ピンと耳が立つのは4曲目の「開店休業」だ。この曲はほーんと、当時の自分にはぴったりで、途中から入ってくるデッドな録音のドラムも手伝って、なんというか繰り返しになるけどほんと「耳が立つ」。「きょうはとっても天気がいいけど/朝から君は泣きじゃくりだし/そんな日には2人でそうね熱海にでも」。奥田民生によるこの虚無的なフレーズは自分の「熱海感」を決定づけた。実際に熱海にも行った。

続く手島曲「幸福」はCDで歌詞を聴いてもらうとして(なんと後の世を予見的な)、さらにアベによる「看護婦ロック」の才能に舌を巻きながら、「立秋」から「風Ⅱ」までの7曲が、当時20代の自分には解らなかったこのアルバムの聞きどころ。「服部」ではまだ片鱗なく、「ケダモノ」でちら見せされたユニコーンの、というか奥田民生の社会観がこのパートには集約されていて(作詞は民生ばかりではないにしても)、その社会感は「服部」以前のアルバム収録曲にもうっすら、またバンド解散してソロになってからの最初期の作詞術には如実に表れている彼の基礎素養なのだろう。

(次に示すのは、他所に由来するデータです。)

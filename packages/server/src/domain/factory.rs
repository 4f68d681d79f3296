//! Factories for server-generated identifiers.

use uuid::Uuid;

use super::{error::ValueObjectError, value_object::PlayerId};

/// Generates connection identities. Clients never choose their own id.
pub struct PlayerIdFactory;

impl PlayerIdFactory {
    /// Generate a new random `PlayerId` (UUID v4, simple format).
    pub fn generate() -> Result<PlayerId, ValueObjectError> {
        PlayerId::new(Uuid::new_v4().simple().to_string())
    }
}
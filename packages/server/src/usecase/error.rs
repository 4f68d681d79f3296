//! UseCase 層のエラー定義

use thiserror::Error;

/// 接続処理のエラー
#[derive(Debug, Clone, Error, PartialEq, Eq)]
pub enum ConnectError {
    #[error("failed to assign a player id: {0}")]
    IdAssignmentFailed(String),
}

/// プレイヤー初期化のエラー
#[derive(Debug, Clone, Error, PartialEq, Eq)]
pub enum InitPlayerError {
    /// スナップショットを要求元に届けられなかった（接続が既に閉じているなど）
    #[error("failed to deliver snapshot: {0}")]
    SnapshotDeliveryFailed(String),
}
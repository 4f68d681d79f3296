//! Graceful shutdown signal handling.

/// Resolves on Ctrl+C, or SIGTERM on Unix.
pub async fn shutdown_signal() {
    let ctrl_c = async {
        if let Err(e) = tokio::signal::ctrl_c().await {
            tracing::error!("Failed to install Ctrl+C handler: {}", e);
            std::future::pending::<()>().await;
        }
    };

    #[cfg(unix)]
    let terminate = async {
        match tokio::signal::unix::signal(tokio::signal::unix::SignalKind::terminate()) {
            Ok(mut signal) => {
                signal.recv().await;
            }
            Err(e) => {
                tracing::error!("Failed to install SIGTERM handler: {}", e);
                std::future::pending::<()>().await;
            }
        }
    };

    #[cfg(not(unix))]
    let terminate = std::future::pending::<()>();

    tokio::select! {
        _ = ctrl_c => {},
        _ = terminate => {},
    }

    tracing::info!("Shutdown signal received, starting graceful shutdown");
}
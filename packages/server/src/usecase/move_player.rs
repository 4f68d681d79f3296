//! UseCase: プレイヤー移動処理（move）
//!
//! 移動の内容は検証せずに受け入れる（`MovePolicy` の既定動作）。
//! ただし ID は常にサーバーが割り当てた値を維持する。

use std::sync::Arc;

use crate::domain::{GameEvent, GameRepository, MessagePusher, Player, PlayerDelta, PlayerId};

use super::{EventSequencer, broadcast_targets};

/// プレイヤー移動のユースケース
pub struct MovePlayerUseCase {
    /// Repository（データアクセス層の抽象化）
    repository: Arc<dyn GameRepository>,
    /// MessagePusher（メッセージ通知の抽象化）
    message_pusher: Arc<dyn MessagePusher>,
    /// 状態変更と送信の直列化
    sequencer: EventSequencer,
}

impl MovePlayerUseCase {
    /// 新しい MovePlayerUseCase を作成
    pub fn new(
        repository: Arc<dyn GameRepository>,
        message_pusher: Arc<dyn MessagePusher>,
        sequencer: EventSequencer,
    ) -> Self {
        Self {
            repository,
            message_pusher,
            sequencer,
        }
    }

    /// 移動を実行
    ///
    /// # Returns
    ///
    /// * `Some(Player)` - マージ後のレコード（他のクライアントに player-updated を送信済み）
    /// * `None` - 未登録の接続（切断後に遅れて届いたメッセージなど）。何も送信しない
    pub async fn execute(&self, player_id: &PlayerId, delta: PlayerDelta) -> Option<Player> {
        let _turn = self.sequencer.enter().await;
        let updated = self.repository.apply_move(player_id, delta).await?;

        let targets = broadcast_targets(self.message_pusher.as_ref(), Some(player_id)).await;
        if let Err(e) = self
            .message_pusher
            .broadcast(targets, &GameEvent::PlayerUpdated(updated.clone()))
            .await
        {
            tracing::warn!("Failed to broadcast player-updated for '{}': {}", player_id, e);
        }

        Some(updated)
    }
}
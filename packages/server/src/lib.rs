//! Coin Dash game server library.
//!
//! This library provides the authoritative server for a multiplayer
//! coin-collection game: players join over WebSocket, move around, race to
//! claim a single collectible and the first to reach the win threshold ends
//! the round.

// layers
pub mod domain;
pub mod infrastructure;
pub mod ui;
pub mod usecase;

何度聴いても飽きることがない。

アルバムの白眉は「車も電話もないけれど」なんだけど、この曲の凄さと得難さについては、森高千里の某曲を絡めた別稿で書きたいのでここでは触れない。とにかくすごい曲だよなあ。

ユニコーンのアルバム「ヒゲとボイン」は2024年のいま(こそ)聴く価値がある珠玉のアルバムである。それが本稿で言いたかったいちばん大事なことだ。歌詞を聴いてると、ときどきほろりとさせられることがある。いやほんとまじで。ニッポンはずいぶん遠いところまで来てしまった。